━━━━━ DATASET RECORDS ━━━━━

//! skerry-server entry point.
//!
//! Loads configuration from the environment, fences (or purges) sandboxes
//! left behind by a previous run, serves the HTTP API and tears every
//! sandbox down on Ctrl-C.

use skerry_server::{http, ServerConfig, SkerryServer};
use tokio::signal;
use tokio::sync::broadcast;
use tracing_subscriber::{layer::SubscriberExt, util::SubscriberInitExt, EnvFilter};

#[tokio::main]
async fn main() -> anyhow::Result<()> {
    tracing_subscriber::registry()
        .with(EnvFilter::from_default_env().add_directive("skerry_server=info".parse()?))
        .with(tracing_subscriber::fmt::layer().with_writer(std::io::stderr))
        .init();

    tracing::info!("Starting skerry server");

    let config = ServerConfig::from_env();
    tracing::info!(?config, "Configuration loaded");

    // warn-only so a partially provisioned dev host can still start
    config.validate_warn();

    let server = SkerryServer::new(config.clone())?;

    if let Err(e) = server.recover_orphans().await {
        tracing::error!(error = %e, "Orphan recovery failed");
    }

    let (shutdown_tx, _) = broadcast::channel::<()>(1);

    let http_server = server.clone();
    let http_addr = config.http_addr;
    let mut shutdown_rx = shutdown_tx.subscribe();
    let http_handle = tokio::spawn(async move {
        let shutdown = async move {
            let _ = shutdown_rx.recv().await;
        };

        if let Err(e) = http::serve(http_server, http_addr, shutdown).await {
            tracing::error!(error = %e, "HTTP server error");
        }
    });

    tracing::info!(http_addr = %config.http_addr, "Server ready");

    signal::ctrl_c().await?;
    tracing::info!("Received shutdown signal, cleaning up...");

    let _ = shutdown_tx.send(());
    let _ = http_handle.await;

    if let Err(e) = server.shutdown().await {
        tracing::error!(error = %e, "Error during sandbox cleanup");
    } else {
        tracing::info!("All sandboxes cleaned up");
    }

    tracing::info!("Server shutdown complete");
    Ok(())
}
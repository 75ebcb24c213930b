//! # skerry-server
//!
//! Daemon exposing skerry sandboxes over HTTP/JSON.
//!
//! ## Quick Start
//!
//! Run the server with default configuration (needs root for `ip netns`
//! and cgroups):
//!
//! ```bash
//! cargo run -p skerry-server
//! ```
//!
//! Configure via environment variables:
//!
//! ```bash
//! export SKERRY_DATA_ROOT=/var/lib/skerry
//! export SKERRY_KERNEL=/var/lib/skerry/kernels/vmlinux
//! export SKERRY_FIRECRACKER=/usr/local/bin/firecracker
//! export SKERRY_UPLINK=eth0
//! cargo run -p skerry-server
//! ```
//!
//! ## API
//!
//! | Route | Description |
//! |-------|-------------|
//! | `POST /sandboxes` | Create a sandbox from a template |
//! | `GET /sandboxes` | List live sandboxes |
//! | `GET /sandboxes/:id` | Inspect one sandbox |
//! | `DELETE /sandboxes/:id` | Stop and tear down a sandbox |
//! | `GET /orphans` | Hypervisors the registry does not know |
//! | `POST /orphans/purge` | Kill orphans and release their resources |

mod config;
pub mod http;
mod server;
mod types;

pub use config::{ConfigError, ServerConfig};
pub use server::SkerryServer;
pub use types::*;
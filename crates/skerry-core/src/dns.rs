//! Host-global sandbox name records.

use crate::error::{CoreError, Result};
use std::collections::HashMap;
use std::net::Ipv4Addr;
use std::path::PathBuf;
use tokio::sync::Mutex;

/// Maps sandbox ids to their host-cloned address.
///
/// When a hosts file is configured every change rewrites it (atomically,
/// via rename) so a host resolver such as dnsmasq can serve the records as
/// `<sandbox_id>` and `<sandbox_id>.<domain>`.
#[derive(Debug)]
pub struct DnsRegistry {
    records: Mutex<HashMap<String, Ipv4Addr>>,
    hosts_file: Option<PathBuf>,
    domain: String,
}

impl DnsRegistry {
    pub fn new(hosts_file: Option<PathBuf>, domain: impl Into<String>) -> Self {
        Self {
            records: Mutex::new(HashMap::new()),
            hosts_file,
            domain: domain.into(),
        }
    }

    /// In-memory only.
    pub fn in_memory() -> Self {
        Self::new(None, "sandbox.internal")
    }

    /// Add or replace the record for `sandbox_id`.
    pub async fn add(&self, sandbox_id: &str, ip: Ipv4Addr) -> Result<()> {
        let mut records = self.records.lock().await;
        records.insert(sandbox_id.to_string(), ip);
        self.persist(&records).await?;
        tracing::debug!(sandbox_id, %ip, "DNS record added");
        Ok(())
    }

    /// Remove the record for `sandbox_id`. Returns whether it existed.
    pub async fn remove(&self, sandbox_id: &str) -> Result<bool> {
        let mut records = self.records.lock().await;
        if records.remove(sandbox_id).is_none() {
            return Ok(false);
        }
        self.persist(&records).await?;
        tracing::debug!(sandbox_id, "DNS record removed");
        Ok(true)
    }

    pub async fn lookup(&self, sandbox_id: &str) -> Option<Ipv4Addr> {
        self.records.lock().await.get(sandbox_id).copied()
    }

    pub async fn len(&self) -> usize {
        self.records.lock().await.len()
    }

    pub async fn is_empty(&self) -> bool {
        self.records.lock().await.is_empty()
    }

    /// Drop every record and remove the hosts file.
    pub async fn cleanup(&self) -> Result<()> {
        let mut records = self.records.lock().await;
        let count = records.len();
        records.clear();
        if let Some(path) = &self.hosts_file {
            match tokio::fs::remove_file(path).await {
                Ok(()) => {}
                Err(e) if e.kind() == std::io::ErrorKind::NotFound => {}
                Err(e) => return Err(CoreError::path("remove", path, e)),
            }
        }
        tracing::info!(count, "DNS records released");
        Ok(())
    }

    fn render(&self, records: &HashMap<String, Ipv4Addr>) -> String {
        let mut entries: Vec<_> = records.iter().collect();
        entries.sort();
        entries
            .into_iter()
            .map(|(id, ip)| format!("{ip}\t{id} {id}.{}\n", self.domain))
            .collect()
    }

    async fn persist(&self, records: &HashMap<String, Ipv4Addr>) -> Result<()> {
        let Some(path) = &self.hosts_file else {
            return Ok(());
        };
        let tmp = path.with_extension("tmp");
        tokio::fs::write(&tmp, self.render(records))
            .await
            .map_err(|e| CoreError::path("write", &tmp, e))?;
        tokio::fs::rename(&tmp, path)
            .await
            .map_err(|e| CoreError::path("rename", path, e))
    }
}
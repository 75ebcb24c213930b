//! Sandbox type - a running hypervisor with its network, files and cgroup.

use crate::config::ResourceLimits;
use crate::error::Result;
use crate::host::{HostResources, Release};
use crate::layout::ResourceLayout;
use crate::network::NetworkEnv;
use chrono::{DateTime, Utc};
use serde::Serialize;
use skerry_vm::{VmProcess, VmState};
use std::collections::HashMap;
use std::fmt;
use std::net::Ipv4Addr;
use std::path::PathBuf;
use std::sync::atomic::{AtomicBool, Ordering};
use std::sync::Arc;
use std::time::Duration;

/// A live sandbox.
///
/// Owns its network environment and instance tree exclusively. Host
/// resources are released by [`cleanup`](Self::cleanup), which runs at most
/// once no matter how many callers reach it.
pub struct Sandbox {
    layout: ResourceLayout,
    network: NetworkEnv,
    overlay: bool,
    limits: ResourceLimits,
    metadata: HashMap<String, String>,
    process: Box<dyn VmProcess>,
    host: Arc<HostResources>,
    created_at: DateTime<Utc>,
    cleaned: AtomicBool,
}

impl fmt::Debug for Sandbox {
    fn fmt(&self, f: &mut fmt::Formatter<'_>) -> fmt::Result {
        f.debug_struct("Sandbox")
            .field("sandbox_id", &self.id())
            .field("template_id", &self.template_id())
            .field("netns", &self.network.netns())
            .field("pid", &self.pid())
            .field("state", &self.state())
            .finish_non_exhaustive()
    }
}

/// Serializable view of a sandbox.
#[derive(Debug, Clone, Serialize)]
pub struct SandboxSummary {
    pub sandbox_id: String,
    pub template_id: String,
    pub state: String,
    pub pid: Option<u32>,
    pub overlay: bool,
    pub slot: u32,
    pub netns: String,
    pub host_cloned_ip: Ipv4Addr,
    pub vcpu_count: u8,
    pub memory_mib: u32,
    pub socket_path: PathBuf,
    pub metadata: HashMap<String, String>,
    pub created_at: DateTime<Utc>,
}

impl Sandbox {
    pub(crate) fn new(
        layout: ResourceLayout,
        network: NetworkEnv,
        overlay: bool,
        limits: ResourceLimits,
        metadata: HashMap<String, String>,
        process: Box<dyn VmProcess>,
        host: Arc<HostResources>,
    ) -> Self {
        Self {
            layout,
            network,
            overlay,
            limits,
            metadata,
            process,
            host,
            created_at: Utc::now(),
            cleaned: AtomicBool::new(false),
        }
    }

    pub fn id(&self) -> &str {
        self.layout.sandbox_id()
    }

    pub fn template_id(&self) -> &str {
        self.layout.template_id()
    }

    pub fn layout(&self) -> &ResourceLayout {
        &self.layout
    }

    pub fn network(&self) -> &NetworkEnv {
        &self.network
    }

    pub fn overlay(&self) -> bool {
        self.overlay
    }

    pub fn limits(&self) -> ResourceLimits {
        self.limits
    }

    pub fn metadata(&self) -> &HashMap<String, String> {
        &self.metadata
    }

    pub fn pid(&self) -> Option<u32> {
        self.process.pid()
    }

    pub fn state(&self) -> VmState {
        self.process.state()
    }

    pub fn created_at(&self) -> DateTime<Utc> {
        self.created_at
    }

    /// Kill the hypervisor.
    pub async fn stop(&self) -> Result<()> {
        tracing::debug!(sandbox_id = %self.id(), pid = self.pid(), "Stopping sandbox");
        self.process.stop().await?;
        Ok(())
    }

    /// Wait up to `timeout` for the hypervisor to exit.
    ///
    /// On timeout the process is killed again and reaped without a deadline.
    pub async fn wait(&self, timeout: Duration) -> Result<()> {
        match tokio::time::timeout(timeout, self.process.wait()).await {
            Ok(result) => {
                result?;
            }
            Err(_) => {
                tracing::warn!(
                    sandbox_id = %self.id(),
                    timeout_ms = timeout.as_millis() as u64,
                    "Hypervisor did not exit in time, force killing"
                );
                self.process.stop().await?;
                self.process.wait().await?;
            }
        }
        Ok(())
    }

    /// Release network, files, cgroup and slot. Runs once.
    pub async fn cleanup(&self) -> Result<()> {
        if self.cleaned.swap(true, Ordering::SeqCst) {
            tracing::trace!(sandbox_id = %self.id(), "Cleanup already done");
            return Ok(());
        }
        let start = std::time::Instant::now();
        let result = self
            .host
            .release(Release::all(&self.layout, &self.network))
            .await;
        tracing::info!(
            sandbox_id = %self.id(),
            ok = result.is_ok(),
            elapsed_ms = start.elapsed().as_millis() as u64,
            "Sandbox cleaned up"
        );
        result
    }

    pub fn summary(&self) -> SandboxSummary {
        SandboxSummary {
            sandbox_id: self.id().to_string(),
            template_id: self.template_id().to_string(),
            state: self.state().to_string(),
            pid: self.pid(),
            overlay: self.overlay,
            slot: self.network.slot(),
            netns: self.network.netns().to_string(),
            host_cloned_ip: self.network.host_cloned_ip(),
            vcpu_count: self.limits.vcpu_count,
            memory_mib: self.limits.memory_mib,
            socket_path: self.layout.socket_path(),
            metadata: self.metadata.clone(),
            created_at: self.created_at,
        }
    }
}
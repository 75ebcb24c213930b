//! Builder pattern for ergonomic launch configuration.

use crate::config::{BindMount, DriveConfig, LaunchConfig, NetworkConfig};
use crate::error::Result;
use crate::machine::{Hypervisor, VmProcess};
use std::path::PathBuf;

/// Fluent builder for [`LaunchConfig`].
///
/// # Example
///
/// ```no_run
/// use skerry_vm::{Firecracker, LaunchBuilder};
///
/// # async fn example() -> skerry_vm::Result<()> {
/// let process = LaunchBuilder::new("sbx-1")
///     .vcpus(2)
///     .memory_mib(512)
///     .netns("sbx-1-0")
///     .socket("/var/lib/skerry/sockets/sbx-1.sock")
///     .kernel("/var/lib/skerry/templates/base/run/vmlinux")
///     .rootfs("/var/lib/skerry/templates/base/run/rootfs.ext4")
///     .with_network("tap0")
///     .launch(&Firecracker::default())
///     .await?;
/// process.stop().await?;
/// # Ok(())
/// # }
/// ```
#[derive(Debug, Clone)]
pub struct LaunchBuilder {
    config: LaunchConfig,
}

impl LaunchBuilder {
    /// Create a new builder for the given sandbox id with default configuration.
    pub fn new(vm_id: impl Into<String>) -> Self {
        Self {
            config: LaunchConfig {
                vm_id: vm_id.into(),
                ..Default::default()
            },
        }
    }

    /// Set the number of virtual CPUs (1-32).
    pub fn vcpus(mut self, count: u8) -> Self {
        self.config.vcpu_count = count;
        self
    }

    /// Set the memory size in MiB.
    pub fn memory_mib(mut self, mib: u32) -> Self {
        self.config.memory_mib = mib;
        self
    }

    /// Set the path to the kernel image.
    pub fn kernel(mut self, path: impl Into<PathBuf>) -> Self {
        self.config.kernel_path = path.into();
        self
    }

    /// Set the kernel boot arguments.
    pub fn boot_args(mut self, args: impl Into<String>) -> Self {
        self.config.boot_args = args.into();
        self
    }

    /// Set the path to the root filesystem image.
    pub fn rootfs(mut self, path: impl Into<PathBuf>) -> Self {
        self.config.root_drive.path_on_host = path.into();
        self
    }

    /// Set the root drive as read-only.
    pub fn rootfs_read_only(mut self) -> Self {
        self.config.root_drive.is_read_only = true;
        self
    }

    /// Add an extra writable drive.
    pub fn with_drive(mut self, drive_id: &str, path: impl Into<PathBuf>) -> Self {
        self.config.extra_drives.push(DriveConfig {
            drive_id: drive_id.to_string(),
            path_on_host: path.into(),
            is_root_device: false,
            is_read_only: false,
        });
        self
    }

    /// Configure the guest network interface with the given tap device.
    pub fn with_network(mut self, tap_dev: &str) -> Self {
        self.config.network = Some(NetworkConfig {
            host_dev_name: tap_dev.to_string(),
            ..Default::default()
        });
        self
    }

    /// Set the path to the Firecracker binary.
    pub fn firecracker_path(mut self, path: impl Into<PathBuf>) -> Self {
        self.config.firecracker_path = path.into();
        self
    }

    /// Set the API socket path.
    pub fn socket(mut self, path: impl Into<PathBuf>) -> Self {
        self.config.socket_path = path.into();
        self
    }

    /// Set the network namespace the process is started in.
    pub fn netns(mut self, name: impl Into<String>) -> Self {
        self.config.netns = name.into();
        self
    }

    /// Bind-mount `source` onto `target` before the hypervisor starts.
    pub fn bind_mount(mut self, source: impl Into<PathBuf>, target: impl Into<PathBuf>) -> Self {
        self.config.mounts.push(BindMount {
            source: source.into(),
            target: target.into(),
        });
        self
    }

    /// Move the process into the cgroup owning this `cgroup.procs` file.
    pub fn cgroup_procs(mut self, path: impl Into<PathBuf>) -> Self {
        self.config.cgroup_procs = Some(path.into());
        self
    }

    /// Build and return the configuration without launching anything.
    pub fn build_config(self) -> LaunchConfig {
        self.config
    }

    /// Launch the process with the given hypervisor implementation.
    ///
    /// # Errors
    /// Returns an error if validation, spawn or API configuration fails.
    pub async fn launch(self, hypervisor: &dyn Hypervisor) -> Result<Box<dyn VmProcess>> {
        hypervisor.launch(self.config).await
    }
}
//! EscrowBackup — serializable escrow descriptor shared with the recipient.
//!
//! Contains everything the recipient needs to reconstruct the escrow,
//! find the current UTXO on-chain, and build a disclosure transaction.
//! Delivered out-of-band (encrypted message, physical backup); this module
//! only defines the document.

use bitcoin::{Amount, Network, OutPoint, ScriptBuf, Txid};
use secp256k1::PublicKey;
use serde::{Deserialize, Serialize};
use std::str::FromStr;
use thiserror::Error;

use crate::EscrowInstance;
use vigil_script::{EscrowDescriptor, ScriptError, Timelock, TimelockError};

#[derive(Error, Debug)]
pub enum BackupError {
    #[error("Invalid {field}: {reason}")]
    InvalidField {
        field: &'static str,
        reason: String,
    },

    #[error("Embedded witness script does not match the embedded keys and timelock")]
    ScriptDescriptorMismatch,

    #[error("Script error: {0}")]
    Script(#[from] ScriptError),

    #[error("Timelock error: {0}")]
    Timelock(#[from] TimelockError),
}

/// Serializable escrow backup.
///
/// All byte fields are hex strings so the document survives any transport
/// that can carry JSON.
#[derive(Debug, Clone, Serialize, Deserialize)]
pub struct EscrowBackup {
    /// Format version (for future compatibility)
    pub version: u32,
    /// Bitcoin network
    pub network: String,
    /// Owner's compressed public key (hex)
    pub owner_pubkey: String,
    /// Recipient's compressed public key (hex)
    pub recipient_pubkey: String,
    /// Relative timelock in blocks
    pub timelock_blocks: u16,
    /// Current escrow outpoint
    pub txid: String,
    pub vout: u32,
    /// Current escrow value in satoshis
    pub value_sats: u64,
    /// The witness script the output commits to (hex, for verification)
    pub witness_script_hex: String,
}

/// Current backup format version
pub const BACKUP_VERSION: u32 = 1;

impl EscrowBackup {
    pub fn from_instance(instance: &EscrowInstance, network: Network) -> Self {
        Self {
            version: BACKUP_VERSION,
            network: network.to_string(),
            owner_pubkey: instance.descriptor.owner_pubkey.to_string(),
            recipient_pubkey: instance.descriptor.recipient_pubkey.to_string(),
            timelock_blocks: instance.descriptor.timelock.blocks(),
            txid: instance.utxo.outpoint.txid.to_string(),
            vout: instance.utxo.outpoint.vout,
            value_sats: instance.utxo.value.to_sat(),
            witness_script_hex: instance.descriptor.witness_script().to_hex_string(),
        }
    }

    /// Parse the document back into an instance, verifying that the embedded
    /// script matches the embedded keys and timelock.
    pub fn to_instance(&self) -> Result<(EscrowInstance, Network), BackupError> {
        let network = Network::from_str(&self.network).map_err(|e| BackupError::InvalidField {
            field: "network",
            reason: e.to_string(),
        })?;
        let owner_pubkey =
            PublicKey::from_str(&self.owner_pubkey).map_err(|e| BackupError::InvalidField {
                field: "owner_pubkey",
                reason: e.to_string(),
            })?;
        let recipient_pubkey =
            PublicKey::from_str(&self.recipient_pubkey).map_err(|e| BackupError::InvalidField {
                field: "recipient_pubkey",
                reason: e.to_string(),
            })?;
        let txid = Txid::from_str(&self.txid).map_err(|e| BackupError::InvalidField {
            field: "txid",
            reason: e.to_string(),
        })?;

        let descriptor = EscrowDescriptor::new(
            owner_pubkey,
            recipient_pubkey,
            Timelock::from_blocks(self.timelock_blocks)?,
        );

        let script_bytes =
            hex::decode(&self.witness_script_hex).map_err(|e| BackupError::InvalidField {
                field: "witness_script_hex",
                reason: e.to_string(),
            })?;
        let embedded = EscrowDescriptor::decode(ScriptBuf::from_bytes(script_bytes).as_script())?;
        if embedded != descriptor {
            return Err(BackupError::ScriptDescriptorMismatch);
        }

        Ok((
            EscrowInstance::new(
                OutPoint {
                    txid,
                    vout: self.vout,
                },
                Amount::from_sat(self.value_sats),
                descriptor,
            ),
            network,
        ))
    }
}
//! Liveness window evaluation.
//!
//! Pure logic — no I/O, no network, no clock. Takes blockchain heights,
//! returns a recommendation. The caller (scheduler, daemon, UI) decides
//! whether to act on it.
//!
//! The CSV timelock is relative to the escrow output's confirmation height,
//! so the fraction of the window that has elapsed is just
//! `(tip - confirmation) / ttl`:
//!
//! ```text
//! |--- Healthy ---|--- RefreshRecommended ---|--- RefreshRequired ---|--- Expired
//! 0%             50%                        90%                    100%
//! ```
//!
//! Thresholds are configurable.

use serde::{Deserialize, Serialize};
use thiserror::Error;
use vigil_script::Timelock;

#[derive(Error, Debug)]
pub enum LivenessError {
    #[error("Invalid threshold: {0}")]
    InvalidThreshold(String),

    #[error("Tip height {tip} is below the confirmation height {confirmation}")]
    HeightsReversed { confirmation: u32, tip: u32 },
}

/// When to recommend a refresh.
#[derive(Debug, Clone, Serialize, Deserialize)]
pub struct LivenessConfig {
    /// Fraction of the window elapsed before recommending a refresh
    /// (0.0–1.0). Default: 0.5.
    pub refresh_threshold: f64,

    /// Fraction elapsed before a refresh is critical (0.0–1.0).
    /// Default: 0.9.
    pub critical_threshold: f64,
}

impl Default for LivenessConfig {
    fn default() -> Self {
        Self {
            refresh_threshold: 0.5,
            critical_threshold: 0.9,
        }
    }
}

impl LivenessConfig {
    /// Validate that thresholds are sensible.
    pub fn validate(&self) -> Result<(), LivenessError> {
        if self.refresh_threshold <= 0.0 || self.refresh_threshold >= 1.0 {
            return Err(LivenessError::InvalidThreshold(
                "refresh_threshold must be between 0.0 and 1.0 exclusive".into(),
            ));
        }
        if self.critical_threshold <= self.refresh_threshold || self.critical_threshold >= 1.0 {
            return Err(LivenessError::InvalidThreshold(
                "critical_threshold must be between refresh_threshold and 1.0 exclusive".into(),
            ));
        }
        Ok(())
    }
}

/// What the evaluation recommends.
#[derive(Debug, Clone, Copy, PartialEq, Eq, Serialize, Deserialize)]
pub enum LivenessAction {
    /// Far from expiry. No action needed.
    Healthy,
    /// Past the refresh threshold. Should refresh soon.
    RefreshRecommended,
    /// Past the critical threshold. Must refresh now.
    RefreshRequired,
    /// Window expired. The disclosure path is (or is about to be)
    /// satisfiable; a refresh now races the disclosure transaction.
    Expired,
}

/// Full status of one escrow instance's liveness window.
#[derive(Debug, Clone, Copy, PartialEq, Eq, Serialize, Deserialize)]
pub struct LivenessStatus {
    /// Blocks since the instance's confirmation.
    pub blocks_elapsed: u32,
    /// Blocks until the disclosure path matures (0 when expired).
    pub blocks_remaining: u32,
    pub action: LivenessAction,
}

impl LivenessStatus {
    /// True once the disclosure transaction is valid to broadcast.
    pub fn disclosure_ready(&self) -> bool {
        self.action == LivenessAction::Expired
    }
}

/// Evaluate the liveness window of an instance confirmed at
/// `confirmation_height`, as of `tip_height`.
pub fn evaluate(
    confirmation_height: u32,
    tip_height: u32,
    timelock: Timelock,
    config: &LivenessConfig,
) -> Result<LivenessStatus, LivenessError> {
    config.validate()?;
    if tip_height < confirmation_height {
        return Err(LivenessError::HeightsReversed {
            confirmation: confirmation_height,
            tip: tip_height,
        });
    }

    let blocks_elapsed = tip_height - confirmation_height;
    let ttl = timelock.blocks() as u32;
    let blocks_remaining = ttl.saturating_sub(blocks_elapsed);
    let elapsed_fraction = blocks_elapsed as f64 / ttl as f64;

    let action = if blocks_elapsed >= ttl {
        LivenessAction::Expired
    } else if elapsed_fraction >= config.critical_threshold {
        LivenessAction::RefreshRequired
    } else if elapsed_fraction >= config.refresh_threshold {
        LivenessAction::RefreshRecommended
    } else {
        LivenessAction::Healthy
    };

    Ok(LivenessStatus {
        blocks_elapsed,
        blocks_remaining,
        action,
    })
}

#[cfg(test)]
mod tests {
    use super::*;

    fn ttl() -> Timelock {
        Timelock::from_blocks(1000).unwrap()
    }

    #[test]
    fn test_healthy_early_in_window() {
        let status = evaluate(100_000, 100_100, ttl(), &LivenessConfig::default()).unwrap();
        assert_eq!(status.action, LivenessAction::Healthy);
        assert_eq!(status.blocks_elapsed, 100);
        assert_eq!(status.blocks_remaining, 900);
        assert!(!status.disclosure_ready());
    }

    #[test]
    fn test_thresholds() {
        let config = LivenessConfig::default();
        // At exactly 50%: recommended
        let status = evaluate(100_000, 100_500, ttl(), &config).unwrap();
        assert_eq!(status.action, LivenessAction::RefreshRecommended);
        // At 90%: required
        let status = evaluate(100_000, 100_900, ttl(), &config).unwrap();
        assert_eq!(status.action, LivenessAction::RefreshRequired);
        // Just before 50%: healthy
        let status = evaluate(100_000, 100_499, ttl(), &config).unwrap();
        assert_eq!(status.action, LivenessAction::Healthy);
    }

    #[test]
    fn test_expired_at_and_past_ttl() {
        let status = evaluate(100_000, 101_000, ttl(), &LivenessConfig::default()).unwrap();
        assert_eq!(status.action, LivenessAction::Expired);
        assert_eq!(status.blocks_remaining, 0);
        assert!(status.disclosure_ready());

        let status = evaluate(100_000, 105_000, ttl(), &LivenessConfig::default()).unwrap();
        assert_eq!(status.action, LivenessAction::Expired);
        assert_eq!(status.blocks_remaining, 0);
    }

    #[test]
    fn test_invalid_thresholds_rejected() {
        let config = LivenessConfig {
            refresh_threshold: 0.0,
            critical_threshold: 0.9,
        };
        assert!(config.validate().is_err());

        let config = LivenessConfig {
            refresh_threshold: 0.5,
            critical_threshold: 0.4,
        };
        assert!(config.validate().is_err());

        let config = LivenessConfig {
            refresh_threshold: 0.5,
            critical_threshold: 1.0,
        };
        assert!(config.validate().is_err());
    }

    #[test]
    fn test_reversed_heights_rejected() {
        assert!(matches!(
            evaluate(100_000, 99_999, ttl(), &LivenessConfig::default()),
            Err(LivenessError::HeightsReversed { .. })
        ));
    }
}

━━━━━

_ACTION ITEM_
A word-for-word copy of the entries, from the first line through the line containing "let http_handle = tokio::spawn(async", is the whole answer.

_COMPLETED TASK_
//! skerry-server entry point.
//!
//! Loads configuration from the environment, fences (or purges) sandboxes
//! left behind by a previous run, serves the HTTP API and tears every
//! sandbox down on Ctrl-C.

use skerry_server::{http, ServerConfig, SkerryServer};
use tokio::signal;
use tokio::sync::broadcast;
use tracing_subscriber::{layer::SubscriberExt, util::SubscriberInitExt, EnvFilter};

#[tokio::main]
async fn main() -> anyhow::Result<()> {
    tracing_subscriber::registry()
        .with(EnvFilter::from_default_env().add_directive("skerry_server=info".parse()?))
        .with(tracing_subscriber::fmt::layer().with_writer(std::io::stderr))
        .init();

    tracing::info!("Starting skerry server");

    let config = ServerConfig::from_env();
    tracing::info!(?config, "Configuration loaded");

    // warn-only so a partially provisioned dev host can still start
    config.validate_warn();

    let server = SkerryServer::new(config.clone())?;

    if let Err(e) = server.recover_orphans().await {
        tracing::error!(error = %e, "Orphan recovery failed");
    }

    let (shutdown_tx, _) = broadcast::channel::<()>(1);

    let http_server = server.clone();
    let http_addr = config.http_addr;
    let mut shutdown_rx = shutdown_tx.subscribe();
    let http_handle = tokio::spawn(async move {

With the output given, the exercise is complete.